The Personal Representative (known in other states as the Executor or Executrix)
is the person responsible for carrying out the wishes the decedent expressed
in his or her will. Usually, the Personal Representative is named by the
decedent in the will. However, the Personal Representative does not acquire
the actual authority to act on behalf of the estate until he or she is
officially appointed the Personal Representative by the probate judge.
The Personal Representative is a fiduciary. This means that he or she is
expected to always act in the best interests of the estate. For example,
the Personal Representative must make sure the estate assets are safe
and protected until distributed to the estate beneficiaries. Also, if
an estate asset is to be sold, the Personal Representative is responsible
for making sure it is sold for a fair price.
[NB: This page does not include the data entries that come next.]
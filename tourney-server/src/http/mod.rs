/// Dispatches on the event method. `OPTIONS` is answered with the preflight of `$cors`, any
/// method without a branch with a 405.
macro_rules! method {
    ($event:expr, $cors:expr, {$($method:expr => $branch:expr),* $(,)?}) => {
        match $event.method() {
            Ok(method) if method == hyper::Method::OPTIONS => Ok($cors.preflight()),
            $(
                Ok(method) if method == $method => $branch,
            )*
            _ => Err(crate::StatusCodeError::method_not_allowed().into()),
        }
    };
}

pub mod auth;
pub mod tournaments;

mod response;

use crate::{Error, State, StatusCodeError};

use std::collections::HashMap;
use std::convert::Infallible;
use std::net::SocketAddr;
use std::task::{Context, Poll};
use std::time::Duration;

use futures::future::BoxFuture;
use hyper::body::HttpBody;
use hyper::header::{HeaderName, HeaderValue, CONTENT_LENGTH};
use hyper::server::conn::Http;
use hyper::service::Service;
use hyper::{Body, HeaderMap, StatusCode};
use tokio::net::{TcpListener, TcpSocket};
use tokio::sync::watch;
use tokio::task::JoinSet;
use tourney_api::event::parse_query_string;
use tourney_api::{Event, EventResponse, PayloadError};

pub use response::Response;

pub type Result = std::result::Result<Response, Error>;

/// Requests with a larger body are rejected with 413.
const MAX_BODY_SIZE: usize = 16384;
/// Time a client gets to transmit the full body.
const BODY_TIMEOUT: Duration = Duration::new(30, 0);

impl From<PayloadError> for Error {
    fn from(err: PayloadError) -> Self {
        match err {
            PayloadError::UnknownAction(action) => {
                log::debug!("Rejecting unknown action {:?}", action);

                StatusCodeError::bad_request()
                    .message("Неизвестное действие")
                    .into()
            }
            PayloadError::Malformed(err) => StatusCodeError::bad_request().message(err).into(),
        }
    }
}

/// Serves both handlers on `addr` until `shutdown` changes.
pub async fn bind(
    addr: SocketAddr,
    state: State,
    shutdown: watch::Receiver<bool>,
) -> std::result::Result<(), Error> {
    let socket = if addr.is_ipv4() {
        TcpSocket::new_v4()?
    } else {
        TcpSocket::new_v6()?
    };

    if let Err(err) = socket.set_reuseaddr(true) {
        log::warn!("Failed to set SO_REUSEADDR flag: {}", err);
    }

    socket.bind(addr)?;
    let listener = socket.listen(1024)?;
    log::info!("Listening on {}", addr);

    serve(listener, state, shutdown).await
}

/// Accepts connections from `listener` until `shutdown` changes. Open connections are then
/// shut down gracefully and awaited, in-flight requests still get their response.
async fn serve(
    listener: TcpListener,
    state: State,
    mut shutdown: watch::Receiver<bool>,
) -> std::result::Result<(), Error> {
    let service = RootService { state };
    let mut connections = JoinSet::new();

    loop {
        tokio::select! {
            res = listener.accept() => {
                let (stream, addr) = match res {
                    Ok((stream, addr)) => (stream, addr),
                    Err(err) => {
                        log::warn!("Failed to accept connection: {:?}", err);
                        continue;
                    }
                };
                log::info!("Accepting new connection from {:?}", addr);

                let service = service.clone();
                let mut shutdown = shutdown.clone();
                connections.spawn(async move {
                    let conn = Http::new()
                        .http1_keep_alive(true)
                        .serve_connection(stream, service);
                    tokio::pin!(conn);

                    let res = tokio::select! {
                        res = conn.as_mut() => res,
                        _ = shutdown.changed() => {
                            log::debug!("Shutting down connection");
                            conn.as_mut().graceful_shutdown();
                            conn.as_mut().await
                        }
                    };

                    if let Err(err) = res {
                        log::warn!("Http error: {:?}", err);
                    }
                });
            }
            Some(res) = connections.join_next(), if !connections.is_empty() => {
                if let Err(err) = res {
                    log::warn!("Connection task failed: {}", err);
                }
            }
            _ = shutdown.changed() => {
                log::info!("Shutting down http server");
                break;
            }
        }
    }

    drop(listener);

    log::debug!("Waiting for {} open connections", connections.len());
    while let Some(res) = connections.join_next().await {
        if let Err(err) = res {
            log::warn!("Connection task failed: {}", err);
        }
    }

    Ok(())
}

#[derive(Clone, Debug)]
struct RootService {
    state: State,
}

impl Service<hyper::Request<Body>> for RootService {
    type Response = hyper::Response<Body>;
    type Error = Infallible;
    type Future = BoxFuture<'static, std::result::Result<Self::Response, Self::Error>>;

    fn poll_ready(&mut self, _cx: &mut Context) -> Poll<std::result::Result<(), Self::Error>> {
        Poll::Ready(Ok(()))
    }

    fn call(&mut self, req: hyper::Request<Body>) -> Self::Future {
        let state = self.state.clone();

        Box::pin(async move { Ok(service_root(req, state).await) })
    }
}

async fn service_root(req: hyper::Request<Body>, state: State) -> hyper::Response<Body> {
    log::trace!("Head: {} {}", req.method(), req.uri());
    log::trace!("Headers: {:?}", req.headers());

    let segment = req
        .uri()
        .path()
        .trim_start_matches('/')
        .split('/')
        .next()
        .unwrap_or_default()
        .to_owned();

    let resp = match segment.as_str() {
        "auth" | "tournaments" => match into_event(req).await {
            Ok(event) if segment == "auth" => auth::handle(&state, event).await,
            Ok(event) => tournaments::handle(&state, event).await,
            Err(err) => response::finish(Err(err)),
        },
        _ => response::finish(Err(StatusCodeError::not_found().into())),
    };

    into_hyper(resp)
}

/// Converts a hyper request into an [`Event`], reading the full body.
async fn into_event(req: hyper::Request<Body>) -> std::result::Result<Event, Error> {
    let (parts, body) = req.into_parts();

    if let Some(length) = content_length(&parts.headers)? {
        if length > MAX_BODY_SIZE as u64 {
            return Err(StatusCodeError::payload_too_large().into());
        }
    }

    let bytes = match tokio::time::timeout(BODY_TIMEOUT, read_body(body)).await {
        Ok(res) => res?,
        Err(_) => {
            log::info!(
                "Client failed to transmit body in {}s",
                BODY_TIMEOUT.as_secs()
            );

            return Err(StatusCodeError::request_timeout().into());
        }
    };

    let body = if bytes.is_empty() {
        None
    } else {
        match String::from_utf8(bytes) {
            Ok(body) => Some(body),
            Err(err) => return Err(StatusCodeError::bad_request().message(err).into()),
        }
    };

    let mut headers = HashMap::new();
    for (name, value) in parts.headers.iter() {
        match value.to_str() {
            Ok(value) => {
                headers.insert(name.as_str().to_owned(), value.to_owned());
            }
            Err(_) => log::debug!("Dropping non-ASCII header {}", name),
        }
    }

    Ok(Event {
        http_method: parts.method.as_str().to_owned(),
        headers,
        body,
        query_string_parameters: parts.uri.query().map(parse_query_string),
    })
}

/// Returns the value of the "Content-Length" header, if present.
fn content_length(headers: &HeaderMap) -> std::result::Result<Option<u64>, Error> {
    let Some(value) = headers.get(CONTENT_LENGTH) else {
        return Ok(None);
    };

    match value.to_str().ok().and_then(|value| value.parse().ok()) {
        Some(length) => Ok(Some(length)),
        None => {
            log::debug!("Malformed \"Content-Length\" header: {:?}", value);

            Err(StatusCodeError::bad_request().into())
        }
    }
}

async fn read_body(mut body: Body) -> std::result::Result<Vec<u8>, Error> {
    let mut buf = Vec::new();

    while let Some(chunk) = body.data().await {
        let chunk = chunk?;

        if buf.len() + chunk.len() > MAX_BODY_SIZE {
            return Err(StatusCodeError::payload_too_large().into());
        }

        buf.extend_from_slice(&chunk);
    }

    Ok(buf)
}

fn into_hyper(resp: EventResponse) -> hyper::Response<Body> {
    let mut res = hyper::Response::new(Body::from(resp.body));
    *res.status_mut() =
        StatusCode::from_u16(resp.status_code).unwrap_or(StatusCode::INTERNAL_SERVER_ERROR);

    for (name, value) in resp.headers {
        match (
            HeaderName::from_bytes(name.as_bytes()),
            HeaderValue::from_str(&value),
        ) {
            (Ok(name), Ok(value)) => {
                res.headers_mut().insert(name, value);
            }
            _ => log::warn!("Dropping invalid response header {}: {:?}", name, value),
        }
    }

    res
}

#[cfg(test)]
mod tests {
    use std::time::Duration;

    use hyper::{Body, Request, StatusCode};
    use tokio::io::{AsyncReadExt, AsyncWriteExt};
    use tokio::net::{TcpListener, TcpStream};
    use tokio::sync::watch;
    use tourney_api::{Event, EventResponse};

    use super::{into_event, into_hyper, serve, service_root};
    use crate::State;

    #[tokio::test]
    async fn test_into_event() {
        let req = Request::post("/tournaments?search=dota%20cup&status=open")
            .header("X-User-Id", "3")
            .body(Body::from(r#"{"action":"create"}"#))
            .unwrap();

        let event: Event = into_event(req).await.unwrap();
        assert_eq!(event.http_method, "POST");
        assert_eq!(event.get_header("X-User-Id"), Some("3"));
        assert_eq!(event.get_query("search"), Some("dota cup"));
        assert_eq!(event.get_query("status"), Some("open"));
        assert_eq!(event.body.as_deref(), Some(r#"{"action":"create"}"#));

        let req = Request::get("/tournaments").body(Body::empty()).unwrap();
        let event = into_event(req).await.unwrap();
        assert_eq!(event.body, None);
        assert_eq!(event.query_string_parameters, None);
    }

    #[tokio::test]
    async fn test_into_event_rejects() {
        let req = Request::post("/auth")
            .header("Content-Length", "20000")
            .body(Body::empty())
            .unwrap();
        match into_event(req).await {
            Err(crate::Error::StatusCodeError(err)) => {
                assert_eq!(err.code, StatusCode::PAYLOAD_TOO_LARGE)
            }
            res => panic!("expected 413, got {:?}", res),
        }

        let req = Request::post("/auth")
            .body(Body::from(vec![0xff, 0xfe]))
            .unwrap();
        match into_event(req).await {
            Err(crate::Error::StatusCodeError(err)) => {
                assert_eq!(err.code, StatusCode::BAD_REQUEST)
            }
            res => panic!("expected 400, got {:?}", res),
        }
    }

    #[tokio::test]
    async fn test_service_root_routes() {
        let state = State::memory();

        let req = Request::get("/unknown").body(Body::empty()).unwrap();
        let resp = service_root(req, state.clone()).await;
        assert_eq!(resp.status(), StatusCode::NOT_FOUND);

        let req = Request::get("/tournaments").body(Body::empty()).unwrap();
        let resp = service_root(req, state.clone()).await;
        assert_eq!(resp.status(), StatusCode::OK);
        assert_eq!(resp.headers()["access-control-allow-origin"], "*");

        let req = Request::get("/auth").body(Body::empty()).unwrap();
        let resp = service_root(req, state).await;
        assert_eq!(resp.status(), StatusCode::METHOD_NOT_ALLOWED);
    }

    #[test]
    fn test_into_hyper() {
        let resp = into_hyper(EventResponse {
            status_code: 409,
            headers: [("Content-Type".to_owned(), "application/json".to_owned())].into(),
            body: r#"{"error":"dup"}"#.to_owned(),
        });

        assert_eq!(resp.status(), StatusCode::CONFLICT);
        assert_eq!(resp.headers()["content-type"], "application/json");
    }

    #[tokio::test]
    async fn test_serve_drains_on_shutdown() {
        let listener = TcpListener::bind("127.0.0.1:0").await.unwrap();
        let addr = listener.local_addr().unwrap();

        let (tx, rx) = watch::channel(false);
        let server = tokio::spawn(serve(listener, State::memory(), rx));

        let body = r#"{"action": "create", "name": "Late Cup"}"#;
        let (head, tail) = body.split_at(10);

        let mut stream = TcpStream::connect(addr).await.unwrap();
        stream
            .write_all(
                format!(
                    "POST /tournaments HTTP/1.1\r\nHost: localhost\r\n\
                     Content-Type: application/json\r\nContent-Length: {}\r\n\r\n{}",
                    body.len(),
                    head
                )
                .as_bytes(),
            )
            .await
            .unwrap();

        // Let the request reach the handler before shutting down.
        tokio::time::sleep(Duration::from_millis(100)).await;
        tx.send(true).unwrap();
        tokio::time::sleep(Duration::from_millis(50)).await;

        stream.write_all(tail.as_bytes()).await.unwrap();

        let mut resp = String::new();
        tokio::time::timeout(Duration::from_secs(5), stream.read_to_string(&mut resp))
            .await
            .unwrap()
            .unwrap();
        assert!(resp.starts_with("HTTP/1.1 200"), "{}", resp);
        assert!(resp.contains("Late Cup"));

        tokio::time::timeout(Duration::from_secs(5), server)
            .await
            .unwrap()
            .unwrap()
            .unwrap();

        assert!(TcpStream::connect(addr).await.is_err());
        drop(tx);
    }
}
The Personal Representative is also in charge of identifying the creditors
of the estate and making sure that the debts and obligations of the decedent
are paid from the probate assets in accordance with the priorities and
procedures set out in the probate creditor rules.
Because the Personal Representative is a fiduciary, he or she can be personally
liable if he or she does not act in the best interests of the estate or
doesn’t properly follow the rules for paying creditors and distributing
assets to the beneficiaries. The Personal Representative must keep detailed
records of all the actions he or she takes on behalf of the estate.
Personal Representatives may employ an attorney to help guide them through
the sometimes complicated rules and procedures associated with the probate
process (and have the legal fees paid for through the estate). In fact,
in Florida, in some probate proceedings, the Personal Representative is
required to hire an attorney to assist with the probate process.
Being named a Personal Representative is an honor however, because it is
also a big responsibility, being named the Personal Representative should
not come as a surprise. It is a selection that should only be made after
a serious and frank discussion about the responsibilities involved and
a knowing acceptance by the Personal Representative of that role.